Figure 1: SPRY genes are novel targets of MT1-MMP. A. HeatMap of gene expression of gene clusters containing the Sprouty genes SPRY1, 2 and 4. B. Fold changes of SPRY 1, 2, 4 expression (log2). SPRY1-shGFP was used as reference and arbitrarily expressed as 1. C, D. Expression levels of all SPRY genes in cell lines V2387 (top) and A375 (bottom) normalized to GAPDH (used as internal control). *
MT1-MMP inhibits SPRY4 expression in malignant melanoma
To further validate the inverse correlation between MT1-MMP and SPRY proteins and to determine whether they are expressed in melanoma, we measured the expression levels of SPRY1, SPRY2 and SPRY4 in thirteen metastatic melanoma tumor samples.
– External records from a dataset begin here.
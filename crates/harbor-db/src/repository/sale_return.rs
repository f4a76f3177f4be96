//! # Sale Return Repository
//!
//! Sales, returns raised against them, and the combined lookup the
//! settlement service starts from.

use sqlx::SqlitePool;
use tracing::debug;

use crate::error::DbResult;
use harbor_core::validation::validate_refund;
use harbor_core::{Sale, SaleReturn, SaleReturnRecord};

const SALE_COLUMNS: &str = "id, store_id, customer_id, receipt_number, total_cents, created_at";
const RETURN_COLUMNS: &str =
    "id, sale_id, store_id, total_refund_cents, tax_refund_cents, reason, created_at";

#[derive(Debug, Clone)]
pub struct SaleReturnRepository {
    pool: SqlitePool,
}

impl SaleReturnRepository {
    pub fn new(pool: SqlitePool) -> Self {
        SaleReturnRepository { pool }
    }

    // =========================================================================
    // Sales
    // =========================================================================

    pub async fn insert_sale(&self, sale: &Sale) -> DbResult<()> {
        debug!(id = %sale.id, receipt_number = %sale.receipt_number, "Inserting sale");

        sqlx::query(
            "INSERT INTO sales (id, store_id, customer_id, receipt_number, total_cents, created_at)
             VALUES (?1, ?2, ?3, ?4, ?5, ?6)",
        )
        .bind(&sale.id)
        .bind(&sale.store_id)
        .bind(&sale.customer_id)
        .bind(&sale.receipt_number)
        .bind(sale.total_cents)
        .bind(sale.created_at)
        .execute(&self.pool)
        .await?;

        Ok(())
    }

    pub async fn get_sale(&self, id: &str) -> DbResult<Option<Sale>> {
        let sql = format!("SELECT {SALE_COLUMNS} FROM sales WHERE id = ?1");
        let sale = sqlx::query_as::<_, Sale>(&sql)
            .bind(id)
            .fetch_optional(&self.pool)
            .await?;
        Ok(sale)
    }

    /// Deletes a sale. Returns raised against it keep existing with
    /// `sale_id` set to NULL.
    pub async fn delete_sale(&self, id: &str) -> DbResult<bool> {
        debug!(id = %id, "Deleting sale");
        let result = sqlx::query("DELETE FROM sales WHERE id = ?1")
            .bind(id)
            .execute(&self.pool)
            .await?;
        Ok(result.rows_affected() > 0)
    }

    // =========================================================================
    // Returns
    // =========================================================================

    /// Inserts a return after checking `0 <= tax <= total`.
    pub async fn insert_return(&self, sale_return: &SaleReturn) -> DbResult<()> {
        validate_refund(sale_return.total_refund_cents, sale_return.tax_refund_cents)?;

        debug!(
            id = %sale_return.id,
            sale_id = ?sale_return.sale_id,
            total_refund_cents = sale_return.total_refund_cents,
            "Inserting sale return"
        );

        sqlx::query(
            "INSERT INTO sale_returns
                (id, sale_id, store_id, total_refund_cents, tax_refund_cents, reason, created_at)
             VALUES (?1, ?2, ?3, ?4, ?5, ?6, ?7)",
        )
        .bind(&sale_return.id)
        .bind(&sale_return.sale_id)
        .bind(&sale_return.store_id)
        .bind(sale_return.total_refund_cents)
        .bind(sale_return.tax_refund_cents)
        .bind(&sale_return.reason)
        .bind(sale_return.created_at)
        .execute(&self.pool)
        .await?;

        Ok(())
    }

    pub async fn get_return(&self, id: &str) -> DbResult<Option<SaleReturn>> {
        let sql = format!("SELECT {RETURN_COLUMNS} FROM sale_returns WHERE id = ?1");
        let sale_return = sqlx::query_as::<_, SaleReturn>(&sql)
            .bind(id)
            .fetch_optional(&self.pool)
            .await?;
        Ok(sale_return)
    }

    /// Loads a return together with its sale.
    ///
    /// `Ok(None)` when the return does not exist. A return whose sale was
    /// deleted comes back with `sale: None`.
    pub async fn find_with_sale(&self, id: &str) -> DbResult<Option<SaleReturnRecord>> {
        debug!(id = %id, "Loading sale return with sale");

        let Some(sale_return) = self.get_return(id).await? else {
            return Ok(None);
        };

        let sale = match sale_return.sale_id.as_deref() {
            Some(sale_id) => self.get_sale(sale_id).await?,
            None => None,
        };

        Ok(Some(SaleReturnRecord { sale_return, sale }))
    }

    pub async fn count_returns(&self) -> DbResult<i64> {
        let count: i64 = sqlx::query_scalar("SELECT COUNT(*) FROM sale_returns")
            .fetch_one(&self.pool)
            .await?;
        Ok(count)
    }
}

// =============================================================================
// Unit Tests
// =============================================================================

#[cfg(test)]
mod tests {
    use super::*;
    use crate::error::DbError;
    use crate::{Database, DbConfig};
    use chrono::Utc;

    async fn setup() -> Database {
        let db = Database::new(DbConfig::in_memory()).await.unwrap();
        sqlx::query("INSERT INTO stores (id, name, code, is_active, created_at) VALUES ('s1', 'Main', 'MAIN', 1, ?1)")
            .bind(Utc::now())
            .execute(db.pool())
            .await
            .unwrap();
        sqlx::query("INSERT INTO customers (id, name, email, created_at) VALUES ('42', 'Ada', NULL, ?1)")
            .bind(Utc::now())
            .execute(db.pool())
            .await
            .unwrap();
        db
    }

    fn sale(id: &str, customer_id: Option<&str>) -> Sale {
        Sale {
            id: id.to_string(),
            store_id: "s1".to_string(),
            customer_id: customer_id.map(str::to_string),
            receipt_number: format!("R-{id}"),
            total_cents: 15000,
            created_at: Utc::now(),
        }
    }

    fn sale_return(id: &str, sale_id: Option<&str>, total: i64, tax: i64) -> SaleReturn {
        SaleReturn {
            id: id.to_string(),
            sale_id: sale_id.map(str::to_string),
            store_id: "s1".to_string(),
            total_refund_cents: total,
            tax_refund_cents: tax,
            reason: Some("defective".to_string()),
            created_at: Utc::now(),
        }
    }

    #[tokio::test]
    async fn test_find_with_sale_loads_both() {
        let db = setup().await;
        let repo = db.sale_returns();
        repo.insert_sale(&sale("sale-1", Some("42"))).await.unwrap();
        repo.insert_return(&sale_return("ret-1", Some("sale-1"), 15000, 0))
            .await
            .unwrap();

        let record = repo.find_with_sale("ret-1").await.unwrap().unwrap();
        assert_eq!(record.sale_return.total_refund_cents, 15000);
        assert_eq!(record.sale_return.reason.as_deref(), Some("defective"));
        assert_eq!(record.customer_id(), Some("42"));
    }

    #[tokio::test]
    async fn test_find_missing_return_is_none() {
        let db = setup().await;
        assert!(db.sale_returns().find_with_sale("nope").await.unwrap().is_none());
    }

    #[tokio::test]
    async fn test_deleted_sale_leaves_orphan_return() {
        let db = setup().await;
        let repo = db.sale_returns();
        repo.insert_sale(&sale("sale-2", Some("42"))).await.unwrap();
        repo.insert_return(&sale_return("ret-2", Some("sale-2"), 500, 0))
            .await
            .unwrap();

        assert!(repo.delete_sale("sale-2").await.unwrap());

        let record = repo.find_with_sale("ret-2").await.unwrap().unwrap();
        assert_eq!(record.sale_return.sale_id, None);
        assert!(record.sale.is_none());
    }

    #[tokio::test]
    async fn test_invalid_refund_rejected_before_insert() {
        let db = setup().await;
        let err = db
            .sale_returns()
            .insert_return(&sale_return("ret-3", None, 100, 200))
            .await
            .unwrap_err();
        assert!(matches!(err, DbError::Core(_)));
        assert_eq!(db.sale_returns().count_returns().await.unwrap(), 0);
    }
}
All specimens expressed high levels of MT1-MMP. While SPRY2 appeared homogeneously expressed, SPRY1 and 4 expression varied among samples (Fig. 2A). However, The data in Fig. 2B and 2C reveal that only SPRY4 and MT1-MMP are significantly inversely correlated (r = 0.43 p = 0.02), whereas such negative relationship does not exist between SPRY1 and 2 and MT1-MMP (r = 0.036, p = 0.55; r = 0.024, p = 0.63, respectively). Similarly, analysis of microarray data from the Oncomine database  (Riker data set) also revealed an inverse correlation between MT1-MMP and SPRY4 (Fig. 2D). Based on these data we tested the functional regulation of SPRY4 by MT1-MMP. Knock down of MT1-MMP in WM266–4 and V2387 cells led again to the upregulation of SPRY4 both at the mRNA and protein levels (Fig. 3A–3C). Vice versa, overexpression of MT1-MMP in the primary cell line WM115, chosen because expresses lower levels of the protease, led to a reduction of SPRY4 mRNA and protein (Fig. 3D–3F). Interestingly, reduction of SPRY4 expression was seen only in cells expressing the catalytically active MT1-MMP, but not in those expressing the catalytically dead mutant (E240A), indicating MT1-MMP inhibits SPRY4 in a catalytically dependent manner. These data demonstrate that a functional inverse correlation exists between MT1-MMP and SPRY4 in melanoma.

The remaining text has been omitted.